Cabin fever: Adam Wiltzie

© Jonatan Gretarsson

Together with the pianist Dustin O'Halloran, former Stars of the Lid member Adam Wiltzie is releasing a new album for A Winged Victory for the Sullen. While waiting for real life to resume, the musician shares his top tips for coming out of the lockdown stronger.

This week, A Winged Victory for the Sullen are releasing the album Invisible Cities. It is derived from a book entitled Le città invisibili. Written in 1972 by Italo Calvino, the novel was published by Giulio Einaudi's publishing house. From the original story to the grandfather of the Italian composer Ludovico Einaudi, inextricable connections exist that lead, today, to Adam Wiltzie in Brussels. The American musician became acclimatised to the Belgian weather a long time ago. This is where he lives and where he constructs his musical world.

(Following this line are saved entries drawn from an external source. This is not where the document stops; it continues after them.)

//! Event router: the single consumer of the intake queue plus a fixed pool
//! of worker tasks.
//!
//! The dispatcher normalizes raw frames, forwards registry snapshots to the
//! metadata synchronizer, and hash-partitions normalized events across the
//! workers by entity id, so two events for the same entity always land on the
//! same worker, which is what preserves per-entity FIFO order without a
//! global lock. Workers run the filter chain, then the transform chain, then
//! fan out: points to the batch writer, discovered entities to the metadata
//! synchronizer. The two dispatches are independent; a failure of one store
//! never fails the other.

use std::collections::hash_map::DefaultHasher;
use std::collections::HashSet;
use std::hash::{Hash, Hasher};
use std::sync::Arc;

use tokio::sync::mpsc;
use tracing::{debug, error, warn};

use ha_ingest_core::config::RouterConfig;
use ha_ingest_core::error::{IngestError, IngestResult};
use ha_ingest_core::events::{EntityRecord, EventSource, NormalizedEvent, RawEvent};
use ha_ingest_core::metrics::PipelineMetrics;

use crate::filters::FilterChain;
use crate::intake::{IntakeItem, IntakeQueue};
use crate::metadata::MetadataHandle;
use crate::normalize::{normalize_state_changed, parse_device_registry, parse_entity_registry};
use crate::transforms::TransformChain;
use crate::writer::BatchWriterHandle;

/// Per-worker channel depth; full worker channels backpressure the
/// dispatcher and, through the intake queue, the source.
const WORKER_QUEUE_DEPTH: usize = 512;

pub struct EventRouter {
    workers: usize,
    intake: Arc<IntakeQueue>,
    filters: Arc<FilterChain>,
    transforms: Arc<TransformChain>,
    writer: BatchWriterHandle,
    metadata: MetadataHandle,
    metrics: Arc<PipelineMetrics>,
}

impl EventRouter {
    pub fn new(
        config: &RouterConfig,
        intake: Arc<IntakeQueue>,
        writer: BatchWriterHandle,
        metadata: MetadataHandle,
        metrics: Arc<PipelineMetrics>,
    ) -> Self {
        EventRouter {
            workers: config.workers.max(1),
            intake,
            filters: Arc::new(FilterChain::from_config(config)),
            transforms: Arc::new(TransformChain::standard()),
            writer,
            metadata,
            metrics,
        }
    }

    /// Run the dispatcher until the intake queue drains after close, then
    /// join the workers.
    pub async fn run(self) -> IngestResult<()> {
        let mut worker_txs = Vec::with_capacity(self.workers);
        let mut worker_handles = Vec::with_capacity(self.workers);
        for slot in 0..self.workers {
            let (tx, rx) = mpsc::channel::<NormalizedEvent>(WORKER_QUEUE_DEPTH);
            worker_txs.push(tx);
            worker_handles.push(tokio::spawn(run_worker(
                slot,
                rx,
                Arc::clone(&self.filters),
                Arc::clone(&self.transforms),
                self.writer.clone(),
                self.metadata.clone(),
                Arc::clone(&self.metrics),
            )));
        }

        while let Some(item) = self.intake.pop().await {
            match item {
                IntakeItem::Source(raw) => self.dispatch_raw(raw, &worker_txs).await?,
                IntakeItem::Enrichment(event) => {
                    self.dispatch_event(event, &worker_txs).await?
                }
            }
        }

        // Intake drained; closing the worker channels lets each worker
        // finish its backlog and exit.
        drop(worker_txs);
        for (slot, handle) in worker_handles.into_iter().enumerate() {
            if let Err(join_err) = handle.await {
                error!(slot, error = %join_err, "router worker panicked");
                return Err(IngestError::protocol(format!(
                    "router worker {} panicked",
                    slot
                )));
            }
        }
        Ok(())
    }

    async fn dispatch_raw(
        &self,
        raw: RawEvent,
        worker_txs: &[mpsc::Sender<NormalizedEvent>],
    ) -> IngestResult<()> {
        match raw.kind.as_str() {
            "state_changed" => match normalize_state_changed(&raw) {
                Ok(event) => self.dispatch_event(event, worker_txs).await?,
                Err(err) => {
                    self.metrics
                        .router
                        .events_dead_lettered
                        .with_label_values(&["protocol"])
                        .inc();
                    debug!(error = %err, "discarding unnormalizable frame");
                }
            },
            "device_registry_snapshot" => match parse_device_registry(&raw.payload) {
                Ok(devices) => {
                    for device in devices {
                        self.metadata.upsert_device(device);
                    }
                }
                Err(err) => {
                    self.metrics
                        .router
                        .events_dead_lettered
                        .with_label_values(&["protocol"])
                        .inc();
                    debug!(error = %err, "discarding device registry snapshot");
                }
            },
            "entity_registry_snapshot" => match parse_entity_registry(&raw.payload) {
                Ok(entities) => {
                    for entity in entities {
                        self.metadata.upsert_entity(entity);
                    }
                }
                Err(err) => {
                    self.metrics
                        .router
                        .events_dead_lettered
                        .with_label_values(&["protocol"])
                        .inc();
                    debug!(error = %err, "discarding entity registry snapshot");
                }
            },
            other => {
                self.metrics
                    .router
                    .events_dead_lettered
                    .with_label_values(&["protocol"])
                    .inc();
                debug!(kind = other, "discarding frame of unknown kind");
            }
        }
        Ok(())
    }

    async fn dispatch_event(
        &self,
        event: NormalizedEvent,
        worker_txs: &[mpsc::Sender<NormalizedEvent>],
    ) -> IngestResult<()> {
        let slot = worker_slot(&event.entity_id, worker_txs.len());
        worker_txs[slot].send(event).await.map_err(|_| {
            IngestError::protocol(format!("router worker {} is no longer accepting work", slot))
        })
    }
}

/// Deterministic entity-to-worker partition.
fn worker_slot(entity_id: &str, workers: usize) -> usize {
    let mut hasher = DefaultHasher::new();
    entity_id.hash(&mut hasher);
    (hasher.finish() % workers as u64) as usize
}

async fn run_worker(
    slot: usize,
    mut rx: mpsc::Receiver<NormalizedEvent>,
    filters: Arc<FilterChain>,
    transforms: Arc<TransformChain>,
    writer: BatchWriterHandle,
    metadata: MetadataHandle,
    metrics: Arc<PipelineMetrics>,
) {
    let mut seen_entities: HashSet<String> = HashSet::new();

    while let Some(event) = rx.recv().await {
        if let Some(filter_name) = filters.rejects(&event) {
            metrics
                .router
                .events_filtered
                .with_label_values(&[filter_name])
                .inc();
            continue;
        }

        // First sight of an entity id on this worker: make sure a row
        // exists. The partition keeps an entity pinned to one worker, so
        // the local seen-set is enough to avoid re-sending.
        if event.source == EventSource::StateChange
            && seen_entities.insert(event.entity_id.clone())
        {
            metadata.ensure_entity(EntityRecord::stub(&event.entity_id));
        }

        match transforms.apply(&event) {
            Ok(points) => {
                if points.is_empty() {
                    // Legitimate but measurement-less (entity removal);
                    // counted so the accounting still adds up.
                    metrics
                        .router
                        .events_filtered
                        .with_label_values(&["no_measurable_state"])
                        .inc();
                    continue;
                }
                for point in points {
                    if writer.enqueue(point).await.is_err() {
                        warn!(slot, "batch writer gone, stopping worker");
                        return;
                    }
                }
            }
            Err(err) => {
                let reason = err.reason_label();
                metrics
                    .router
                    .events_dead_lettered
                    .with_label_values(&[reason.as_str()])
                    .inc();
                warn!(
                    slot,
                    entity_id = %event.entity_id,
                    correlation_id = %event.correlation_id,
                    reason = %reason,
                    "event dead-lettered"
                );
            }
        }
    }
}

Italo Calvino: Invisible cities

A Winged Victory for the Sullen, a band that Wiltzie leads alongside the pianist Dustin O'Halloran, is at home in ambient, classical music and the creation of cinema moods. They thus seem like the perfect group to create the soundtrack for the show Invisible Cities by Leo Warner, a video-designer known for designing the opening ceremony for the London 2012 Olympic Games. Adapted from the original manuscript, this production combines dance, theatre, design and audio-visual performance. “In spring 2019, we were putting the finishing touches to an album with A Winged Victory for the Sullen,” recalls Adam Wiltzie. “At the same time, we received an unbelievable offer: to compose the music for a transdisciplinary piece devised by Leo Warner. He thought of us when he was adapting the work by Italo Calvino. It tells the story of different cities from a utopian perspective. It's quite a psychedelic novel.”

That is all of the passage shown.